What puzzles me is that the logic that I see appears to take
great care 
not to hae any uncaught exceptions, both _spider_proc and
the code that 
processes the work_queue catch Exception, log it, and should
(to my 
reading) continue with the loop.

>> > The second type of problem was a failure to
resolve the server
>> > name. Now fixed, that type of exception is now
caught and logged as an
>> > error.
>>
>> Should I be able to use IRIs if spider_threads is
set to a non-zero 
>> value?
> 
> I would doubt it, httplib2 only understands URIs, I've
done nothing
> to enable IRIs.

All it takes is code like the following.  If done within
httplib2, every 
user of that library would benefit:

     # iri support
     try:
         if isinstance(url,unicode):
             url = url.encode('idna')
         else:
             url = url.decode('utf-8').encode('idna')
     except:
         pass

The above should e safe.  The Python libraries are smart
enough to only 
operate on the host portion of the URI.  If the host portion
of the URI 
does not have any high bit characters, nothing is done. 
Also if the 
input url is not valid utf-8 (a requirement for IRIs), then
again, 
nothing is done.

>> Also a new bug report: the way the change to the
feed parser was made
>> causes it to not longer respect the default value
for xml:base.
> 
> I will work on that. (Adding unit tests for these
changes to both
> feedparser and venus are on my list of things to do).

It occurs to me that no change to the feed parser is
required.  The feed 
parser is set up to handle arbitrary "file like"
objects - gotta love 
duck typing.  Here's a rough sketch:

     data = StringIO(content)
     setattr(data,'url',feed)
     setattr(data,'headers',resp_headers)
     feedparser.parse(data)

Of course, if httplib2 takes care of unzipping and
deflating, headers 
like content-encoding may need to be removed lest the
feedparser tries 
to unzip the results.

Another thing to care about in the case of redirects, is
that the url 
property should be set to the value of the location header.

Again, it seems to me that such logic may benefit other
users of httplib2.

- Sam Ruby
-- 
devel mailing list
devellists.planetplanet.org

http://lists.planetplanet.org/mailman/listinfo/devel
Parallelizing Fetches
user name
2006-11-06 04:24:37
On 11/5/06, Sam Ruby <rubysintertwingly.net> wrote:
> All it takes is code like the following.  If done
within httplib2, every
> user of that library would benefit:
>
>      # iri support
>      try:
>          if isinstance(url,unicode):
>              url = url.encode('idna')
>          else:
>              url = url.decode('utf-8').encode('idna')
>      except:
>          pass

Excellent, I will add this to httplib2 soon.

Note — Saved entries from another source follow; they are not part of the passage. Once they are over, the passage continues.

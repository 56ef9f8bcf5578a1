//! Route guard extractors for admin.
//!
//! Both guards defer to [`authorize`] so the access rules live in one pure
//! function. HTMX requests get an `HX-Redirect` header instead of a 303 so
//! the browser leaves the page rather than swapping a login form into a
//! fragment.

use axum::{
    extract::FromRequestParts,
    http::{HeaderValue, StatusCode, request::Parts},
    response::{IntoResponse, Redirect, Response},
};
use tower_sessions::Session;

use segunda_mana_core::session::{AdminSession, RouteRequirement, authorize};

use crate::models::session;

/// Request header set by HTMX on every request it makes.
pub const HX_REQUEST: &str = "hx-request";

/// Response header telling HTMX to do a full-page navigation.
pub const HX_REDIRECT: &str = "hx-redirect";

/// Whether the request was made by HTMX.
#[must_use]
pub fn is_htmx(parts: &Parts) -> bool {
    parts.headers.contains_key(HX_REQUEST)
}

/// Navigate to `target`, the HTMX way or the plain way.
#[must_use]
pub fn redirect(target: &'static str, htmx: bool) -> Response {
    if htmx {
        let mut response = StatusCode::OK.into_response();
        response
            .headers_mut()
            .insert(HX_REDIRECT, HeaderValue::from_static(target));
        response
    } else {
        Redirect::to(target).into_response()
    }
}

/// Rejection from the admin guards: where to send the visitor.
#[derive(Debug, Clone, Copy, PartialEq, Eq)]
pub struct GuardRejection {
    pub target: &'static str,
    pub htmx: bool,
}

impl IntoResponse for GuardRejection {
    fn into_response(self) -> Response {
        redirect(self.target, self.htmx)
    }
}

async fn guard(
    parts: &Parts,
    requirement: RouteRequirement,
) -> Result<AdminSession, GuardRejection> {
    let admin = match parts.extensions.get::<Session>() {
        Some(s) => session::current(s).await,
        None => None,
    };

    match (authorize(admin.as_ref(), requirement).redirect_target(), admin) {
        (None, Some(admin)) => Ok(admin),
        (target, _) => {
            let target = target.unwrap_or("/login");
            tracing::debug!(path = %parts.uri.path(), target, "Admin guard redirect");
            Err(GuardRejection {
                target,
                htmx: is_htmx(parts),
            })
        }
    }
}

/// Extractor for pages open to every logged-in admin.
///
/// # Example
///
/// ```rust,ignore
/// async fn handler(RequireStaff(admin): RequireStaff) -> impl IntoResponse {
///     format!("Hello, {}!", admin.user.display_name())
/// }
/// ```
pub struct RequireStaff(pub AdminSession);

impl<S> FromRequestParts<S> for RequireStaff
where
    S: Send + Sync,
{
    type Rejection = GuardRejection;

    async fn from_request_parts(parts: &mut Parts, _state: &S) -> Result<Self, Self::Rejection> {
        guard(parts, RouteRequirement::Authenticated).await.map(Self)
    }
}

/// Extractor for superadmin-only pages. Other roles go to the dashboard.
pub struct RequireSuperAdmin(pub AdminSession);

impl<S> FromRequestParts<S> for RequireSuperAdmin
where
    S: Send + Sync,
{
    type Rejection = GuardRejection;

    async fn from_request_parts(parts: &mut Parts, _state: &S) -> Result<Self, Self::Rejection> {
        guard(parts, RouteRequirement::SuperAdminOnly)
            .await
            .map(Self)
    }
}

/// Extractor that reads the login without demanding one.
pub struct OptionalAdmin(pub Option<AdminSession>);

impl<S> FromRequestParts<S> for OptionalAdmin
where
    S: Send + Sync,
{
    type Rejection = std::convert::Infallible;

    async fn from_request_parts(parts: &mut Parts, _state: &S) -> Result<Self, Self::Rejection> {
        let admin = match parts.extensions.get::<Session>() {
            Some(s) => session::current(s).await,
            None => None,
        };
        Ok(Self(admin))
    }
}
//! Typed access to the storefront session.
//!
//! Handlers never touch raw keys: each value has a load and a store helper
//! here. Load helpers treat a missing or unreadable value as the default.

use tower_sessions::Session;
use tower_sessions::session::Error;

use segunda_mana_core::Notice;
use segunda_mana_core::checkout::CheckoutSession;

use crate::backend::CartCookie;

/// Session keys for visitor state.
pub mod keys {
    /// The backend's cart cookie, relayed on cart and order calls.
    pub const BACKEND_COOKIE: &str = "backend_cookie";

    /// Checkout progress: state machine, voucher and discount.
    pub const CHECKOUT: &str = "checkout";

    /// One-shot notice shown on the next rendered page.
    pub const FLASH: &str = "flash";
}

pub async fn cart_cookie(session: &Session) -> CartCookie {
    session
        .get::<CartCookie>(keys::BACKEND_COOKIE)
        .await
        .ok()
        .flatten()
        .unwrap_or_default()
}

/// Store the cart cookie if a backend response changed it.
///
/// # Errors
///
/// Returns an error if the session store fails.
pub async fn store_cart_cookie(session: &Session, jar: &CartCookie) -> Result<(), Error> {
    if jar.is_changed() {
        session.insert(keys::BACKEND_COOKIE, jar).await?;
    }
    Ok(())
}

pub async fn checkout(session: &Session) -> CheckoutSession {
    session
        .get::<CheckoutSession>(keys::CHECKOUT)
        .await
        .ok()
        .flatten()
        .unwrap_or_default()
}

/// # Errors
///
/// Returns an error if the session store fails.
pub async fn store_checkout(session: &Session, checkout: &CheckoutSession) -> Result<(), Error> {
    session.insert(keys::CHECKOUT, checkout).await
}

/// Queue a notice for the next rendered page.
///
/// # Errors
///
/// Returns an error if the session store fails.
pub async fn flash(session: &Session, notice: Notice) -> Result<(), Error> {
    session.insert(keys::FLASH, notice).await
}

/// Take the queued notice, if any.
pub async fn take_flash(session: &Session) -> Option<Notice> {
    session.remove::<Notice>(keys::FLASH).await.ok().flatten()
}

#[cfg(test)]
#[allow(clippy::unwrap_used)]
mod tests {
    use std::sync::Arc;

    use tower_sessions::MemoryStore;

    use super::*;

    fn session() -> Session {
        Session::new(None, Arc::new(MemoryStore::default()), None)
    }

    #[tokio::test]
    async fn test_flash_is_one_shot() {
        let session = session();
        flash(&session, Notice::error("Failed")).await.unwrap();

        let notice = take_flash(&session).await.unwrap();
        assert_eq!(notice.message, "Failed");
        assert!(take_flash(&session).await.is_none());
    }

    #[tokio::test]
    async fn test_checkout_defaults_to_idle() {
        let session = session();
        let checkout = checkout(&session).await;
        assert_eq!(checkout, CheckoutSession::default());
    }

    #[tokio::test]
    async fn test_unchanged_cookie_is_not_stored() {
        let session = session();
        store_cart_cookie(&session, &CartCookie::default())
            .await
            .unwrap();
        assert!(session.is_empty().await);
    }
}
//! The signed-in admin's own profile and password.

use askama::Template;
use axum::{
    Form, Router,
    extract::State,
    response::{Html, IntoResponse, Response},
    routing::get,
};
use tower_sessions::Session;
use tracing::instrument;

use segunda_mana_core::session::AdminSession;
use segunda_mana_core::{AccountForm, LANGUAGES, NOTIFICATION_LEVELS, Notice, TIMEZONES};

use crate::error::Result;
use crate::filters;
use crate::middleware::{Flash, RequireStaff};
use crate::models::session;
use crate::state::AppState;

use super::dashboard::AdminUserView;
use super::{SelectOption, failure_notice, flash_redirect, render};

const ACCOUNT_PATH: &str = "/account-settings";

#[derive(Template)]
#[template(path = "account/index.html")]
pub struct AccountTemplate {
    pub admin_user: AdminUserView,
    pub current_path: &'static str,
    pub flash: Option<Notice>,
    pub form: AccountForm,
    pub languages: Vec<SelectOption>,
    pub timezones: Vec<SelectOption>,
    pub notification_levels: Vec<SelectOption>,
}

impl AccountTemplate {
    fn new(admin: &AdminSession, flash: Option<Notice>, form: AccountForm) -> Self {
        Self {
            admin_user: AdminUserView::from(admin),
            current_path: ACCOUNT_PATH,
            flash,
            languages: SelectOption::plain(LANGUAGES, &form.language),
            timezones: SelectOption::plain(TIMEZONES, &form.timezone),
            notification_levels: SelectOption::plain(NOTIFICATION_LEVELS, &form.notifications),
            form,
        }
    }
}

pub fn router() -> Router<AppState> {
    Router::new().route("/account-settings", get(index).post(update))
}

/// Profile form, fresh from the backend.
#[instrument(skip_all)]
pub async fn index(
    RequireStaff(admin): RequireStaff,
    State(state): State<AppState>,
    Flash(mut flash): Flash,
) -> Result<Html<String>> {
    let form = match state.client().authed(&admin.token).me().await {
        Ok(profile) => AccountForm::from(&profile),
        Err(e) => {
            flash.get_or_insert(failure_notice(e)?);
            AccountForm::from(&admin.user)
        }
    };
    Ok(render(&AccountTemplate::new(&admin, flash, form)))
}

/// Save the profile, then refresh the copy kept in the session so the
/// sidebar shows the new name.
#[instrument(skip_all)]
pub async fn update(
    RequireStaff(admin): RequireStaff,
    State(state): State<AppState>,
    session: Session,
    Form(form): Form<AccountForm>,
) -> Result<Response> {
    let retry = |notice: Notice, form: AccountForm| {
        let form = AccountForm {
            current_password: String::new(),
            new_password: String::new(),
            confirm_password: String::new(),
            ..form
        };
        render(&AccountTemplate::new(&admin, Some(notice), form)).into_response()
    };

    let update = match form.clone().into_update() {
        Ok(update) => update,
        Err(e) => return Ok(retry(Notice::error(e.to_string()), form)),
    };

    let api = state.client().authed(&admin.token);
    if let Err(e) = api.update_account(&update).await {
        let notice = failure_notice(e)?;
        return Ok(retry(notice, form));
    }
    tracing::info!(password_changed = update.password.is_some(), "Account updated");

    let mut refreshed = admin.clone();
    match api.me().await {
        Ok(profile) => refreshed.user = profile,
        Err(e) => {
            failure_notice(e)?;
            refreshed.user.full_name = update.full_name;
            refreshed.user.email = update.email;
        }
    }
    session::store(&session, &refreshed).await?;

    let notice = Notice::success("Account updated successfully!");
    Ok(flash_redirect(&session, notice, ACCOUNT_PATH)
        .await?
        .into_response())
}

#[cfg(test)]
#[allow(clippy::unwrap_used)]
mod tests {
    use segunda_mana_core::session::AuthToken;
    use segunda_mana_core::{AdminProfile, Role};

    use super::*;

    #[test]
    fn test_template_selects_saved_preferences() {
        let admin = AdminSession {
            token: AuthToken::new("t"),
            role: Role::SuperAdmin,
            user: AdminProfile {
                full_name: "Ana Reyes".to_string(),
                timezone: "UTC+0 (GMT)".to_string(),
                ..AdminProfile::default()
            },
        };
        let template = AccountTemplate::new(&admin, None, AccountForm::from(&admin.user));
        assert_eq!(template.form.full_name, "Ana Reyes");
        assert!(template.timezones[2].selected);
        assert!(template.languages.iter().all(|o| !o.selected));
        assert!(template.admin_user.is_super_admin);
    }
}
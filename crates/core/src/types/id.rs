//! Newtype IDs for type-safe entity references.
//!
//! The backend keys every document with an opaque string (`_id`). Use the
//! `define_id!` macro to create wrappers that keep an order id from being
//! passed where a product id is expected.

/// Macro to define a type-safe ID wrapper.
///
/// Creates a newtype wrapper around `String` with:
/// - `Serialize`/`Deserialize` with `#[serde(transparent)]`
/// - `Debug`, `Clone`, `PartialEq`, `Eq`, `Hash`
/// - Conversion methods: `new()`, `as_str()`
/// - `From<String>`, `From<&str>` and `Display` implementations
///
/// # Example
///
/// ```rust
/// # use segunda_mana_core::define_id;
/// define_id!(ShelfId);
/// define_id!(BinId);
///
/// let shelf = ShelfId::new("64f0c2");
/// assert_eq!(shelf.as_str(), "64f0c2");
///
/// // These are different types, so this won't compile:
/// // let _: BinId = shelf;
/// ```
#[macro_export]
macro_rules! define_id {
    ($name:ident) => {
        #[derive(
            Debug,
            Clone,
            PartialEq,
            Eq,
            Hash,
            PartialOrd,
            Ord,
            ::serde::Serialize,
            ::serde::Deserialize
        )]
        #[serde(transparent)]
        pub struct $name(String);

        impl $name {
            /// Create a new ID from any string-like value.
            #[must_use]
            pub fn new(id: impl Into<String>) -> Self {
                Self(id.into())
            }

            /// Get the underlying string value.
            #[must_use]
            pub fn as_str(&self) -> &str {
                &self.0
            }
        }

        impl ::core::fmt::Display for $name {
            fn fmt(&self, f: &mut ::core::fmt::Formatter<'_>) -> ::core::fmt::Result {
                f.write_str(&self.0)
            }
        }

        impl From<String> for $name {
            fn from(id: String) -> Self {
                Self(id)
            }
        }

        impl From<&str> for $name {
            fn from(id: &str) -> Self {
                Self(id.to_owned())
            }
        }

        impl From<$name> for String {
            fn from(id: $name) -> Self {
                id.0
            }
        }

        impl AsRef<str> for $name {
            fn as_ref(&self) -> &str {
                &self.0
            }
        }
    };
}

// Backend document IDs
define_id!(ProductId);
define_id!(InventoryId);
define_id!(OrderId);
define_id!(AnnouncementId);
define_id!(BeneficiaryId);
define_id!(StaffId);

#[cfg(test)]
#[allow(clippy::unwrap_used)]
mod tests {
    use super::*;

    #[test]
    fn test_transparent_serde() {
        let id: OrderId = serde_json::from_str("\"65a1f0\"").unwrap();
        assert_eq!(id.as_str(), "65a1f0");
        assert_eq!(serde_json::to_string(&id).unwrap(), "\"65a1f0\"");
    }

    #[test]
    fn test_display_and_conversions() {
        let id = ProductId::from("abc");
        assert_eq!(id.to_string(), "abc");
        let raw: String = id.into();
        assert_eq!(raw, "abc");
    }
}
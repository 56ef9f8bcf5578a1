//! Session middleware configuration.
//!
//! Visitor sessions live in memory; they hold the backend cart cookie,
//! checkout progress and flash notices.

use tower_sessions::{Expiry, MemoryStore, SessionManagerLayer};

use crate::config::StorefrontConfig;

/// Session cookie name.
pub const SESSION_COOKIE_NAME: &str = "sm_session";

/// Session expiry time in seconds (7 days).
const SESSION_EXPIRY_SECONDS: i64 = 7 * 24 * 60 * 60;

/// Create the session layer with an in-memory store.
#[must_use]
pub fn create_session_layer(config: &StorefrontConfig) -> SessionManagerLayer<MemoryStore> {
    SessionManagerLayer::new(MemoryStore::default())
        .with_name(SESSION_COOKIE_NAME)
        .with_expiry(Expiry::OnInactivity(
            tower_sessions::cookie::time::Duration::seconds(SESSION_EXPIRY_SECONDS),
        ))
        .with_secure(config.is_secure())
        .with_same_site(tower_sessions::cookie::SameSite::Lax)
        .with_http_only(true)
        .with_path("/")
}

> It occurs to me that no change to the feed parser is
required.  The feed
> parser is set up to handle arbitrary "file
like" objects - gotta love
> duck typing.  Here's a rough sketch:
>
>      data = StringIO(content)
>      setattr(data,'url',feed)
>      setattr(data,'headers',resp_headers)
>      feedparser.parse(data)
>
> Of course, if httplib2 takes care of unzipping and
deflating, headers
> like content-encoding may need to be removed lest the
feedparser tries
> to unzip the results.

Done.

Required a small change to httplib2 to make the Response
object conform to feedparser's expectations, and I undid the
changes to feedparser.

Still needs unit tests, and I believe this change causes the
HTTP
status code to get eaten along the way.

> Another thing to care about in the case of redirects,
is that the url
> property should be set to the value of the location
header.
>
> Again, it seems to me that such logic may benefit other
users of httplib2.

That still needs to be done.

   -joe

-- 
Joe Gregorio        http://bitworking.org
-- 
devel mailing list
devellists.planetplanet.org

http://lists.planetplanet.org/mailman/listinfo/devel
Parallelizing Fetches
user name
2006-11-06 11:31:05
Joe Gregorio wrote:
> 
> I believe this change causes the HTTP
> status code to get eaten along the way.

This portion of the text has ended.